Darby turned her blue gaze toward Garrett. She gave him a look he couldn’t interpret, then slowly unfastened her fingers from the chair and folded them in her lap. She cleared her throat. Then, with spare words that Garrett could only admire after Caldwell’s verbosity, described her actions when the terrible collision had occurred outside of her workplace. She concluded with Elise’s last words.
Caldwell immediately pushed to his feet, making his chair screech against the floor. “Obviously, Elise was not in a stable frame of mind. And this woman’s word can’t be trusted, anyway! She’s involved with Garrett, for God’s sake.”
Caldwell’s attorney practically dragged his client back down onto his chair, his words fast and low. Finally Caldwell subsided and the judge turned to Darby, waiting.
“Mrs. Northrop was quite lucid, considering,” Darby answered Caldwell’s first point. “She knew her husband was…gone. She knew she wasn’t going to make it to the hospital. She’d been carrying Mr. Cullum’s business card in her purse. It was right where she said it would be.”
“Did she speak of anyone else other than Mr. Cullum?”
Garrett saw the telltale glisten in her eyes as she looked at Caldwell. “No,” she admitted quietly. “I’m sorry.”
“Any other people around who heard what she said?”
Darby shook her head. “The EMTs hadn’t yet arrived.” She swallowed, staring at her hands. “I kept administering CPR until they took over, but it was too late.”
“Then it’s just her word that Garrett didn’t make this up,” Caldwell burst out again. “They’re in this together! All to keep me from my own flesh and blood—”
“Enough, Mayor.” The judge’s command rang out. “I said we were keeping this informal, because I happen to like things that way. But one more outburst and I’ll hold you in contempt. Understand?”
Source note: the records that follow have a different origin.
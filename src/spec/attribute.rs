// Copyright (c) 2022 Harry [Majored] [hello@majored.pw]
// MIT License (https://github.com/Majored/rs-async-zip/blob/main/LICENSE)

/// The host system an entry's external attributes were written for, taken from the upper byte of "version made by".
#[non_exhaustive]
#[derive(Debug, Clone, Copy, PartialEq, Eq)]
pub enum AttributeCompatibility {
    Dos,
    Unix,
    Other(u8),
}

impl From<u16> for AttributeCompatibility {
    // https://github.com/Majored/rs-async-zip/blob/main/SPECIFICATION.md#4422
    fn from(version_made_by: u16) -> Self {
        match (version_made_by >> 8) as u8 {
            0 => AttributeCompatibility::Dos,
            3 => AttributeCompatibility::Unix,
            other => AttributeCompatibility::Other(other),
        }
    }
}

impl From<AttributeCompatibility> for u8 {
    fn from(compatibility: AttributeCompatibility) -> Self {
        match compatibility {
            AttributeCompatibility::Dos => 0,
            AttributeCompatibility::Unix => 3,
            AttributeCompatibility::Other(other) => other,
        }
    }
}
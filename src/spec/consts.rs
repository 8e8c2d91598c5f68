// Copyright (c) 2022 Harry [Majored] [hello@majored.pw]
// MIT License (https://github.com/Majored/rs-async-zip/blob/main/LICENSE)

/// The sentinel stored in 32-bit size and offset fields whose real value lives in a ZIP64 record.
pub const NON_ZIP64_MAX_SIZE: u32 = u32::MAX;

/// The sentinel stored in 16-bit entry count fields whose real value lives in a ZIP64 record.
pub const NON_ZIP64_MAX_NUM_FILES: u16 = u16::MAX;

/// The sentinel stored in the 16-bit disk number field of a central directory record.
pub const NON_ZIP64_MAX_DISK: u16 = u16::MAX;
// Copyright (c) 2021 Harry [Majored] [hello@majored.pw]
// MIT License (https://github.com/Majored/rs-async-zip/blob/main/LICENSE)

use crate::spec::attribute::AttributeCompatibility;
use crate::spec::compression::Compression;

/// The version of the specification this crate writes against (6.3).
const SPECIFICATION_VERSION: u16 = 63;

// https://github.com/Majored/rs-async-zip/blob/main/SPECIFICATION.md#443
pub fn as_needed_to_extract(compression: Compression, dir: bool, zip64: bool) -> u16 {
    let mut version = match compression {
        Compression::Deflate => 20,
        Compression::Deflate64 => 21,
        Compression::Bz => 46,
        Compression::Lzma => 63,
        _ => 10,
    };

    if dir {
        version = std::cmp::max(version, 20);
    }
    if zip64 {
        version = std::cmp::max(version, 45);
    }

    version
}

// https://github.com/Majored/rs-async-zip/blob/main/SPECIFICATION.md#442
pub fn as_made_by() -> u16 {
    (u16::from(u8::from(AttributeCompatibility::Unix)) << 8) | SPECIFICATION_VERSION
}
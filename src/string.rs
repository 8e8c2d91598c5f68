// Copyright (c) 2023 Harry [Majored] [hello@majored.pw]
// MIT License (https://github.com/Majored/rs-async-zip/blob/main/LICENSE)

use crate::error::{Result, ZipError};

use std::borrow::Cow;
use std::fmt::{Display, Formatter};

/// A string encoding supported by this crate.
#[derive(Debug, Clone, Copy, PartialEq, Eq)]
pub enum StringEncoding {
    Utf8,
    Raw,
}

/// A string wrapper for handling different encodings.
///
/// The raw bytes are always retained, so a string read from an archive can be written back out unchanged.
#[derive(Debug, Clone, PartialEq, Eq)]
pub struct ZipString {
    encoding: StringEncoding,
    raw: Vec<u8>,
}

impl ZipString {
    /// Constructs a new encoded string from its raw bytes and its encoding type.
    ///
    /// # Note
    /// If the provided encoding is [`StringEncoding::Utf8`] but the raw bytes are not valid UTF-8 (ie. a call to
    /// `std::str::from_utf8()` fails), the encoding is defaulted back to [`StringEncoding::Raw`].
    pub fn new(raw: Vec<u8>, mut encoding: StringEncoding) -> Self {
        if encoding == StringEncoding::Utf8 && std::str::from_utf8(&raw).is_err() {
            encoding = StringEncoding::Raw;
        }

        Self { encoding, raw }
    }

    /// Returns the raw bytes for this string.
    pub fn as_bytes(&self) -> &[u8] {
        &self.raw
    }

    /// Returns the encoding type for this string.
    pub fn encoding(&self) -> StringEncoding {
        self.encoding
    }

    /// Returns whether this string holds no bytes.
    pub fn is_empty(&self) -> bool {
        self.raw.is_empty()
    }

    /// Returns the raw bytes converted into a string slice.
    ///
    /// # Note
    /// A call to this method will only succeed if the encoding type is [`StringEncoding::Utf8`].
    pub fn as_str(&self) -> Result<&str> {
        if self.encoding != StringEncoding::Utf8 {
            return Err(ZipError::StringNotUtf8);
        }

        std::str::from_utf8(&self.raw).map_err(|_| ZipError::StringNotUtf8)
    }

    /// Returns the raw bytes as a string, replacing any invalid UTF-8 sequences.
    pub fn to_string_lossy(&self) -> Cow<'_, str> {
        String::from_utf8_lossy(&self.raw)
    }

    /// Consumes this string and returns its raw bytes.
    pub fn into_bytes(self) -> Vec<u8> {
        self.raw
    }
}

impl Display for ZipString {
    fn fmt(&self, f: &mut Formatter<'_>) -> std::fmt::Result {
        f.write_str(&self.to_string_lossy())
    }
}

impl Default for ZipString {
    fn default() -> Self {
        Self { encoding: StringEncoding::Utf8, raw: Vec::new() }
    }
}

impl From<String> for ZipString {
    fn from(value: String) -> Self {
        Self { encoding: StringEncoding::Utf8, raw: value.into_bytes() }
    }
}

impl From<&str> for ZipString {
    fn from(value: &str) -> Self {
        Self { encoding: StringEncoding::Utf8, raw: value.as_bytes().to_vec() }
    }
}

impl PartialEq<str> for ZipString {
    fn eq(&self, other: &str) -> bool {
        self.raw == other.as_bytes()
    }
}

impl PartialEq<&str> for ZipString {
    fn eq(&self, other: &&str) -> bool {
        self.raw == other.as_bytes()
    }
}
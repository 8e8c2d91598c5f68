// Copyright (c) 2022 Harry [Majored] [hello@majored.pw]
// MIT License (https://github.com/Majored/rs-async-zip/blob/main/LICENSE)
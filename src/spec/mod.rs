// Copyright (c) 2021 Harry [Majored] [hello@majored.pw]
// MIT License (https://github.com/Majored/rs-async-zip/blob/main/LICENSE)

pub mod attribute;
pub mod compression;
pub(crate) mod consts;
pub mod flag;
pub(crate) mod version;
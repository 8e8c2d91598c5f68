// Copyright (c) 2024 Harry [Majored] [hello@majored.pw]
// MIT License (https://github.com/Majored/rs-async-zip/blob/main/LICENSE)

pub mod eocdr;
pub mod locator;
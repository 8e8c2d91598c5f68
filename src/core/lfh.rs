// Copyright (c) 2024 Harry [Majored] [hello@majored.pw]
// MIT License (https://github.com/Majored/rs-async-zip/blob/main/LICENSE)

use crate::core::raw;
use crate::error::Result;
use crate::utils::{read_u16, read_u32, write_u16, write_u32};

use std::io::{Read, Write};

pub const SIGNATURE: u32 = 0x04034b50;

raw! {
    RawLocalFileHeader {
        version_needed_to_extract, u16, read_u16, write_u16,
        general_purpose_flags, u16, read_u16, write_u16,
        compression_method, u16, read_u16, write_u16,
        last_mod_file_time, u16, read_u16, write_u16,
        last_mod_file_date, u16, read_u16, write_u16,
        crc_32, u32, read_u32, write_u32,
        compressed_size, u32, read_u32, write_u32,
        uncompressed_size, u32, read_u32, write_u32,
        file_name_length, u16, read_u16, write_u16,
        extra_field_length, u16, read_u16, write_u16
    }
}

#[derive(Clone, Debug)]
pub struct LocalFileHeader {
    pub raw: RawLocalFileHeader,
    pub file_name: Vec<u8>,
    pub extra_field: Vec<u8>,
}

/// Reads a local file header from the given reader.
///
/// This function does so by:
/// - asserting the signature of the local file header
/// - reading the raw local file header
/// - reading the file name
/// - reading the extra field
pub fn read<R: Read>(reader: &mut R) -> Result<LocalFileHeader> {
    crate::utils::assert_signature(reader, SIGNATURE)?;

    let raw = raw_read(reader)?;
    let file_name = crate::utils::read_bytes(reader, raw.file_name_length as usize)?;
    let extra_field = crate::utils::read_bytes(reader, raw.extra_field_length as usize)?;

    Ok(LocalFileHeader { raw, file_name, extra_field })
}

/// Writes a local file header to the given writer.
///
/// This function does so by:
/// - writing the signature of the local file header
/// - writing the raw local file header
/// - writing the file name
/// - writing the extra field
pub fn write<W: Write>(writer: &mut W, header: &LocalFileHeader) -> Result<()> {
    write_u32(writer, SIGNATURE)?;

    raw_write(writer, &header.raw)?;
    writer.write_all(&header.file_name)?;
    writer.write_all(&header.extra_field)?;

    Ok(())
}
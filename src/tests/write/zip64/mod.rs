// Copyright Cognite AS, 2023

use crate::append::AppendSession;
use crate::error::{Zip64ErrorCase, ZipError};
use crate::read::cd::next_record;
use crate::read::iter::DirectoryIterator;
use crate::spec::consts::NON_ZIP64_MAX_SIZE;
use crate::tests::init_logger;
use crate::tests::write::Sink;
use crate::write::ZipFileWriter;
use crate::{Compression, ZipEntryBuilder};

use std::io::Read;

/// Test writing a small zip64 file. No zip64 extra fields would be emitted, but z64 end of directory
/// records should be.
#[test]
fn test_write_zip64_file() {
    init_logger();

    let mut buffer = Vec::new();
    let mut writer = ZipFileWriter::new(&mut buffer).force_zip64();
    let entry = ZipEntryBuilder::new("file1".into(), Compression::Stored);
    writer.write_entry_whole(entry, &[0, 0, 0, 0]).unwrap();
    let entry = ZipEntryBuilder::new("file2".into(), Compression::Stored);
    writer.write_entry_whole(entry, &[0, 0, 0, 0]).unwrap();
    writer.close().unwrap();

    let mut iterator = DirectoryIterator::new(buffer.as_slice(), buffer.len() as i64).unwrap();
    assert!(iterator.end_of_central_directory().zip64());
    assert_eq!(iterator.end_of_central_directory().directory_records(), 2);
    while let Some(entry) = iterator.next_entry().unwrap() {
        assert!(!entry.zip64());
        assert!(entry.extra_fields().is_empty());
    }

    let cursor = std::io::Cursor::new(buffer);
    let mut zip = zip::read::ZipArchive::new(cursor).unwrap();
    let mut file1 = zip.by_name("file1").unwrap();
    let mut buffer = Vec::new();
    file1.read_to_end(&mut buffer).unwrap();
    assert_eq!(buffer.as_slice(), &[0, 0, 0, 0]);
    drop(file1);

    let mut file2 = zip.by_name("file2").unwrap();
    let mut buffer = Vec::new();
    file2.read_to_end(&mut buffer).unwrap();
    assert_eq!(buffer.as_slice(), &[0, 0, 0, 0]);
}

/// Test writing a zip64 file with more than u16::MAX files.
#[test]
fn test_write_zip64_file_many_entries() {
    init_logger();

    // The generated file will likely be ~6MB in size.
    let mut buffer = Vec::with_capacity(6_000_000);

    let mut writer = ZipFileWriter::new(&mut buffer);
    for i in 0..=u16::MAX as u32 {
        let entry = ZipEntryBuilder::new(i.to_string().into(), Compression::Stored);
        writer.write_entry_whole(entry, &[]).unwrap();
    }
    writer.close().unwrap();

    let mut iterator = DirectoryIterator::new(buffer.as_slice(), buffer.len() as i64).unwrap();
    assert!(iterator.end_of_central_directory().zip64());
    assert_eq!(iterator.entries().count(), u16::MAX as usize + 1);

    let cursor = std::io::Cursor::new(buffer);
    let mut zip = zip::read::ZipArchive::new(cursor).unwrap();
    assert_eq!(zip.len(), u16::MAX as usize + 1);
    zip.by_name(&u16::MAX.to_string()).unwrap();
}

/// Tests that when force_no_zip64 is true, closing errors when the directory holds too many files for a
/// non-Zip64 end of central directory record.
#[test]
fn test_force_no_zip64_errors_with_too_many_files_whole() {
    let mut writer = ZipFileWriter::new(Sink).force_no_zip64();
    for i in 0..u16::MAX {
        let entry = ZipEntryBuilder::new(format!("{i}").into(), Compression::Stored);
        writer.write_entry_whole(entry, &[]).unwrap()
    }
    let result = writer.close();

    assert!(matches!(result, Err(ZipError::Zip64Needed(Zip64ErrorCase::TooManyFiles))));
}

const LARGE_OFFSET: u64 = NON_ZIP64_MAX_SIZE as u64 + 10;

/// Tests appending beyond 4GiB, where the header offset is deferred to zip64 extended information.
#[test]
fn test_write_entry_at_large_offset() {
    init_logger();

    let mut writer = ZipFileWriter::append(AppendSession::empty(LARGE_OFFSET), Vec::new());
    let entry = ZipEntryBuilder::new("big".into(), Compression::Stored);
    writer.write_entry_whole(entry, b"data").unwrap();

    let stored = &writer.session().entries()[0];
    assert_eq!(stored.file_offset(), LARGE_OFFSET);
    assert!(stored.entry().zip64());

    let written = writer.close().unwrap();

    // The local file header needs no extra field, as the sizes are small.
    let mut directory = &written[30 + 3 + 4..];
    let entry = next_record(&mut directory).unwrap().unwrap();
    assert_eq!(entry.header_offset(), LARGE_OFFSET);
    assert_eq!(entry.uncompressed_size(), 4);
    assert!(entry.zip64());

    // The zip64 end records follow, so the directory has ended.
    assert!(next_record(&mut directory).unwrap().is_none());
    assert_eq!(&directory[..4], &0x06064b50u32.to_le_bytes());

    let eocdr = &written[written.len() - 22..];
    assert_eq!(&eocdr[16..20], &u32::MAX.to_le_bytes());
}

/// Tests that when force_no_zip64 is true, writing an entry beyond 4GiB errors.
#[test]
fn test_force_no_zip64_errors_with_large_offset() {
    let mut writer = ZipFileWriter::append(AppendSession::empty(LARGE_OFFSET), Sink).force_no_zip64();
    let entry = ZipEntryBuilder::new("big".into(), Compression::Stored);
    let result = writer.write_entry_whole(entry, b"data");

    assert!(matches!(result, Err(ZipError::Zip64Needed(Zip64ErrorCase::LargeFile))));
}
// Copyright (c) 2021 Harry [Majored] [hello@majored.pw]
// MIT License (https://github.com/Majored/rs-async-zip/blob/main/LICENSE)

/// The general purpose bit flag bits this crate interprets.
///
/// <https://github.com/Majored/rs-async-zip/blob/main/SPECIFICATION.md#444>
#[derive(Debug, Default, Copy, Clone, PartialEq, Eq)]
pub struct GeneralPurposeFlag {
    pub encrypted: bool,
    pub data_descriptor: bool,
    pub filename_unicode: bool,
}

impl From<u16> for GeneralPurposeFlag {
    fn from(value: u16) -> GeneralPurposeFlag {
        let encrypted = !matches!(value & 0x1, 0);
        let data_descriptor = !matches!((value & 0x8) >> 3, 0);
        let filename_unicode = !matches!((value & 0x800) >> 11, 0);

        GeneralPurposeFlag { encrypted, data_descriptor, filename_unicode }
    }
}

impl From<GeneralPurposeFlag> for u16 {
    fn from(flag: GeneralPurposeFlag) -> u16 {
        let encrypted: u16 = match flag.encrypted {
            false => 0x0,
            true => 0b1,
        };
        let data_descriptor: u16 = match flag.data_descriptor {
            false => 0x0,
            true => 0x8,
        };
        let filename_unicode: u16 = match flag.filename_unicode {
            false => 0x0,
            true => 0x800,
        };

        encrypted | data_descriptor | filename_unicode
    }
}
// Copyright (c) 2024 Harry [Majored] [hello@majored.pw]
// MIT License (https://github.com/Majored/rs-async-zip/blob/main/LICENSE)

use crate::core::raw;
use crate::error::Result;
use crate::utils::{read_u32, read_u64, write_u32, write_u64};

use std::io::Write;

pub const SIGNATURE: u32 = 0x07064b50;

/// The length of the fixed record, excluding its signature.
pub const LENGTH: usize = 16;

raw! {
    RawZip64EndOfCentralDirectoryLocator {
        // number of the disk with the start of the zip64 end of central directory - 4 bytes
        disk_with_start_eocdr, u32, read_u32, write_u32,
        // relative offset of the zip64 end of central directory record - 8 bytes
        relative_offset_eocdr, u64, read_u64, write_u64,
        // total number of disks - 4 bytes
        total_disks, u32, read_u32, write_u32
    }
}

/// Writes the ZIP64 end of central directory locator to the given writer.
pub fn write<W: Write>(writer: &mut W, locator: &RawZip64EndOfCentralDirectoryLocator) -> Result<()> {
    write_u32(writer, SIGNATURE)?;
    raw_write(writer, locator)
}
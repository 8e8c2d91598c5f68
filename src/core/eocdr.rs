// Copyright (c) 2024 Harry [Majored] [hello@majored.pw]
// MIT License (https://github.com/Majored/rs-async-zip/blob/main/LICENSE)

use crate::core::{raw, raw_deref};
use crate::error::Result;
use crate::utils::{read_u16, read_u32, write_u16, write_u32};

use std::io::Write;

pub const SIGNATURE: u32 = 0x06054b50;

/// The length of the fixed portion of the record, excluding its signature.
pub const LENGTH: usize = 18;

/// The maximum length of the trailing ZIP file comment.
pub const MAX_COMMENT_LENGTH: usize = u16::MAX as usize;

raw! {
    RawEndOfCentralDirectoryRecord {
        // number of this disk - 2 bytes
        number_of_this_disk, u16, read_u16, write_u16,
        // number of the disk with the start of the central directory - 2 bytes
        disk_with_start_of_cd, u16, read_u16, write_u16,
        // total number of entries in the central directory on this disk - 2 bytes
        total_entries_in_cd_on_this_disk, u16, read_u16, write_u16,
        // total number of entries in the central directory - 2 bytes
        total_entries_in_cd, u16, read_u16, write_u16,
        // size of the central directory - 4 bytes
        size_of_cd, u32, read_u32, write_u32,
        // offset of start of central directory with respect to the starting disk number - 4 bytes
        offset_start_of_cd, u32, read_u32, write_u32,
        // .ZIP file comment length - 2 bytes
        zip_file_comment_length, u16, read_u16, write_u16
    }
}

impl RawEndOfCentralDirectoryRecord {
    /// Returns whether any field holds the sentinel value deferring to the ZIP64 end of central directory record.
    pub fn has_zip64_sentinel(&self) -> bool {
        self.total_entries_in_cd == u16::MAX
            || self.total_entries_in_cd_on_this_disk == u16::MAX
            || self.size_of_cd == u32::MAX
            || self.offset_start_of_cd == u32::MAX
    }
}

#[derive(Clone, Debug)]
pub struct EndOfCentralDirectoryRecord {
    pub raw: RawEndOfCentralDirectoryRecord,
    pub zip_file_comment: Vec<u8>,
}

raw_deref!(EndOfCentralDirectoryRecord, RawEndOfCentralDirectoryRecord);

/// Writes the end of central directory record to the given writer.
///
/// This function does so by:
/// - writing the signature of the end of central directory record
/// - writing the raw end of central directory record
/// - writing the zip file comment
pub fn write<W: Write>(writer: &mut W, record: &EndOfCentralDirectoryRecord) -> Result<()> {
    write_u32(writer, SIGNATURE)?;

    raw_write(writer, &record.raw)?;
    writer.write_all(&record.zip_file_comment)?;

    Ok(())
}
“I…hadn’t met Mr. Cullum before the accident,” Darby said shakily. “But I know the children because of Smiling Faces. Garrett…Mr. Cullum, needed someone to help care for them, and I agreed.”
“Which is just what the report from Laura Malone said,” the judge commented. “How do you think the children are doing?”
Her lips parted, her surprise at the question evident to Garrett even if it wasn’t obvious to everyone else. “Quite well,” she said after a moment. “Considering. Their appetites are healthy, their sleep habits seem relatively normal. They’re active, curious children. Tad does have an ear infection right now, but he’s on medication for it and is improving.”
“Ear infections. My grandson is plagued with them.” The judge smiled slightly. “Thank you, Ms. White. You’re excused.”
Relief that the ordeal was over flooded through Darby. It was all she could do not to leap from the witness box. She rose and walked to the rear of the courtroom.
She didn’t know if she was expected to leave or not. But she didn’t want to go out into the corridor and face the curiosity of the reporters, if they were still hanging around. And her experience of reporters led her to believe that they would be.
So she quietly slipped into a seat in the back row.
“This is a difficult situation,” Judge March was saying. “Elise and Marc left no will, no provisions financial or otherwise for their children. The Northrops were, in fact, experiencing some financial difficulty as I understand it. But, as I said when we sat down here this morning, the welfare of the children is the only concern of this court.”